Patient underwent en block excisional biopsy regarding to the aggressiveness of previous pathologic diagnosis. We removed 16cm of ulnar diaphysis which its cortex seemed intact (
Figure 3). Gross inspection revealed ulnar lytic lesion displaying a fusiform expansion and intramedullary multinodular cream and yellow rubbery mass with intact cortex ( Figure 4). The pathologic examination of tumor showed fibrohystiotic spindle cells arranged in sheets in a storiform pattern with no abnormal or mitotic figures and revealed areas of foam cell collections, calcification, hemosiderin deposition and giant cell aggregation. Surrounding skeletal muscles were not invaded. The final diagnosis was benign fibrous histiocytoma ( Figure 6). We reconstructed the ulnar bone by autologous fibular bone graft and fixed it by intramedullary rush nail. We immobilized the reconstructed limb in a long arm cast for 8 weeks and afterward the patient was referred to physiotherapy to regain elbow range of motion. After 12 months there was a solid union and patient could return to his job with full range of motion ( Figure 7).

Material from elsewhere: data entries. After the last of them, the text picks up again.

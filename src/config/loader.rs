//! Configuration loading from disk.

use std::fs;
use std::path::Path;

use crate::config::schema::ExplorerConfig;
use crate::config::validation::{validate_config, ValidationError};

/// Error type for configuration loading.
#[derive(Debug)]
pub enum ConfigError {
    Io(std::io::Error),
    Parse(toml::de::Error),
    Validation(Vec<ValidationError>),
}

impl std::fmt::Display for ConfigError {
    fn fmt(&self, f: &mut std::fmt::Formatter<'_>) -> std::fmt::Result {
        match self {
            ConfigError::Io(e) => write!(f, "IO error: {}", e),
            ConfigError::Parse(e) => write!(f, "Parse error: {}", e),
            ConfigError::Validation(errors) => {
                write!(f, "Validation failed: ")?;
                for (i, err) in errors.iter().enumerate() {
                    if i > 0 {
                        write!(f, ", ")?;
                    }
                    write!(f, "{}", err)?;
                }
                Ok(())
            }
        }
    }
}

impl std::error::Error for ConfigError {}

/// Load and validate configuration from a TOML file.
pub fn load_config(path: &Path) -> Result<ExplorerConfig, ConfigError> {
    let content = fs::read_to_string(path).map_err(ConfigError::Io)?;
    parse_config(&content)
}

/// Parse and validate configuration text.
pub fn parse_config(content: &str) -> Result<ExplorerConfig, ConfigError> {
    let config: ExplorerConfig = toml::from_str(content).map_err(ConfigError::Parse)?;
    validate_config(&config).map_err(ConfigError::Validation)?;
    Ok(config)
}
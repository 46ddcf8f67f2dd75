//! Data backend interface.
//!
//! The server computes nothing itself: every endpoint translates its query
//! arguments into one call on an [`ExplorerBackend`] and renders whatever
//! document comes back.

pub mod snapshot;

use serde_json::Value;
use thiserror::Error;

use crate::handlers::columns::TotalsCol;
use crate::render::RenderMode;

pub use snapshot::SnapshotBackend;

/// Block height.
pub type Height = u64;

/// Highest representable height, the default upper bound of range queries.
pub const MAX_HEIGHT: Height = Height::MAX;

/// 32-byte identifier (kernel hash, contract id).
pub type HashValue = [u8; 32];

/// Asset identifier.
pub type AssetId = u32;

#[derive(Debug, Error)]
pub enum BackendError {
    #[error("not found: {0}")]
    NotFound(String),
}

/// Synchronous query interface over chain state.
///
/// Implementations must return without suspending; they run inline on the
/// connection task. The render mode is passed so the backend can emit typed
/// envelopes (`{"type": ..., "value": ...}`) only when the client asked for them.
pub trait ExplorerBackend: Send + Sync {
    fn get_status(&self, mode: RenderMode) -> Result<Value, BackendError>;

    fn get_block(&self, height: Height, mode: RenderMode) -> Result<Value, BackendError>;

    fn get_block_by_kernel(&self, kernel: &HashValue, mode: RenderMode) -> Result<Value, BackendError>;

    fn get_blocks(&self, start: Height, count: u64, mode: RenderMode) -> Result<Value, BackendError>;

    fn get_headers(
        &self,
        h_top: Height,
        max_count: u32,
        stride: Height,
        columns: &[TotalsCol],
        mode: RenderMode,
    ) -> Result<Value, BackendError>;

    fn get_peers(&self, mode: RenderMode) -> Result<Value, BackendError>;

    fn get_swap_offers(&self, mode: RenderMode) -> Result<Value, BackendError>;

    fn get_swap_totals(&self, mode: RenderMode) -> Result<Value, BackendError>;

    fn get_contracts(&self, mode: RenderMode) -> Result<Value, BackendError>;

    fn get_contract_details(
        &self,
        id: &HashValue,
        h_min: Height,
        h_max: Height,
        max_txs: u32,
        mode: RenderMode,
    ) -> Result<Value, BackendError>;

    fn get_asset_details(
        &self,
        id: AssetId,
        h_min: Height,
        h_max: Height,
        max_ops: u32,
        mode: RenderMode,
    ) -> Result<Value, BackendError>;

    fn get_assets_at(&self, height: Height, mode: RenderMode) -> Result<Value, BackendError>;
}
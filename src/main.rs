//! Explorer server binary.
//!
//! # Architecture Overview
//!
//! ```text
//!     Client Request
//!     ──────────▶ net::manager ──▶ whitelist ──▶ http::server ──▶ routing::Dispatcher
//!                 (listener,                     (hyper HTTP/1)        │
//!                  restart)                                            ├─▶ security::acl
//!                                                                      ├─▶ handlers ──▶ backend
//!     Client Response                                                  │
//!     ◀────────── http::response ◀──────────── render (json/html) ◀────┘
//! ```

use std::path::{Path, PathBuf};
use std::sync::Arc;

use clap::Parser;

use explorer_server::backend::{ExplorerBackend, SnapshotBackend};
use explorer_server::config::loader::load_config;
use explorer_server::config::ExplorerConfig;
use explorer_server::lifecycle::{wait_for_signal, Shutdown};
use explorer_server::observability::{logging, metrics};
use explorer_server::security::AccessControlList;
use explorer_server::ExplorerServer;

#[derive(Parser, Debug)]
#[command(name = "explorer-server", version, about = "Read-only blockchain explorer HTTP server")]
struct Cli {
    /// Path to a TOML config file
    #[arg(short, long)]
    config: Option<PathBuf>,

    /// Override listener.bind_address
    #[arg(short, long)]
    bind: Option<String>,

    /// Override acl.path
    #[arg(long)]
    acl: Option<PathBuf>,

    /// Override backend.snapshot_path
    #[arg(long)]
    snapshot: Option<PathBuf>,
}

#[tokio::main]
async fn main() -> Result<(), Box<dyn std::error::Error>> {
    let cli = Cli::parse();

    let mut config = match &cli.config {
        Some(path) => load_config(path)?,
        None => ExplorerConfig::default(),
    };
    if let Some(bind) = cli.bind {
        config.listener.bind_address = bind;
    }
    if let Some(acl) = cli.acl {
        config.acl.path = acl.display().to_string();
    }
    if let Some(snapshot) = cli.snapshot {
        config.backend.snapshot_path = snapshot.display().to_string();
    }

    logging::init_logging(&config.observability);
    tracing::info!(version = env!("CARGO_PKG_VERSION"), "explorer-server starting");

    tracing::info!(
        bind_address = %config.listener.bind_address,
        whitelist = config.listener.whitelist.len(),
        acl = %config.acl.path,
        snapshot = %config.backend.snapshot_path,
        "Configuration loaded"
    );

    if config.observability.metrics_enabled {
        match config.observability.metrics_address.parse() {
            Ok(addr) => metrics::init_metrics(addr),
            Err(_) => tracing::error!(
                metrics_address = %config.observability.metrics_address,
                "Failed to parse metrics address"
            ),
        }
    }

    let backend: Arc<dyn ExplorerBackend> = if config.backend.snapshot_path.is_empty() {
        tracing::warn!("No snapshot configured, serving an empty chain");
        Arc::new(SnapshotBackend::default())
    } else {
        Arc::new(SnapshotBackend::load(Path::new(&config.backend.snapshot_path))?)
    };

    let acl = Arc::new(if config.acl.path.is_empty() {
        AccessControlList::disabled()
    } else {
        AccessControlList::new(&config.acl.path)
    });

    let server = ExplorerServer::new(&config, backend, acl)?;
    let shutdown = Shutdown::new();

    let run = server.run(&shutdown);
    tokio::pin!(run);
    let signalled = tokio::select! {
        _ = &mut run => false,
        _ = wait_for_signal() => true,
    };
    if signalled {
        shutdown.trigger();
        run.await;
    }

    tracing::info!("Shutdown complete");
    Ok(())
}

Figure 1. Forearm x-Rays Show Lytic Lesion in Ulnar Diaphysis
Figure 2. The MRI of the Lesion in Ulnar Bone
Figure 3. Ulnar Bone After Resection
Figure 4. Gross Appearance of the Tumor
Figure 5. Tumor Microscopic Examination
Figure 6. Tumor Microscopic Examination
After Dahlin description of benign fibrous histiocytoma in 1978 only a few cases of BFH have been reported in the literature (
1- 5). The benign fibrous histiocytoma and non-ossifying fibroma cannot be distinguished from each other merely on the basis of histological findings ( 1, 3). Since histological results are similar in these two lesions, identification of the lesion should be based on clinical and radiographical tests. Radiological test represents BFH as a well-defined lytic lesion which usually but not always has sclerotic margin and fine trabeculations ( 5). BFH mostly involves the ilium and sacrum ( 6), but it also can occur in tubular bones. Individual cases have been reported in skull, vertebra and epiphysis or diaphysis of the long bones such as femur, humerus, tibia, and fibula ( 3, 6, 7). The tumor can disrupt the cortex and invade surrounding soft tissue ( 6).
The tumor can involve patients with a wide range of ages from 5 to 75 years. Usually involved patients are older than those with a non-ossifying fibroma. No sex predilection has been reported for this tumor (
6). The microscopic examination revealed distinct fibroblastic pattern that contained scattered multinucleated giant cells, foam cells and a storiform pattern of fibrogenic cells ( 1). These symptoms in long bones and during adulthood could suggest the diagnosis of benign fibrous histiocytoma ( 1).
BFH may show indistinct borders with an aggressive pattern (
8). It can be locally aggressive and amputation may be necessary to eliminate the tumor after recurrence ( 8, 9). Suggested treatments for this tumor are curettage and filling of the defect with bone graft or cement. Recurrence is a risk in treatment and there are reports of recurrence and variable rate of amputation afterward ( 5). In our case because of huge size of the tumor we preferred resection and reconstruction of the defect using a long fibular bone graft. As a unique option of treatment, the performed procedure was successful. The BFH differential diagnosis of long bones suggests aneurysmal bone cyst, unicameral bone cyst, giant cell tumor and osteoblastoma. The presenting case indicated that BFH should be considered in differential diagnosis of large lytic lesion in long tubular bone. The successful treatment of BFH was by en block resection and reconstruction with fibular bone graft.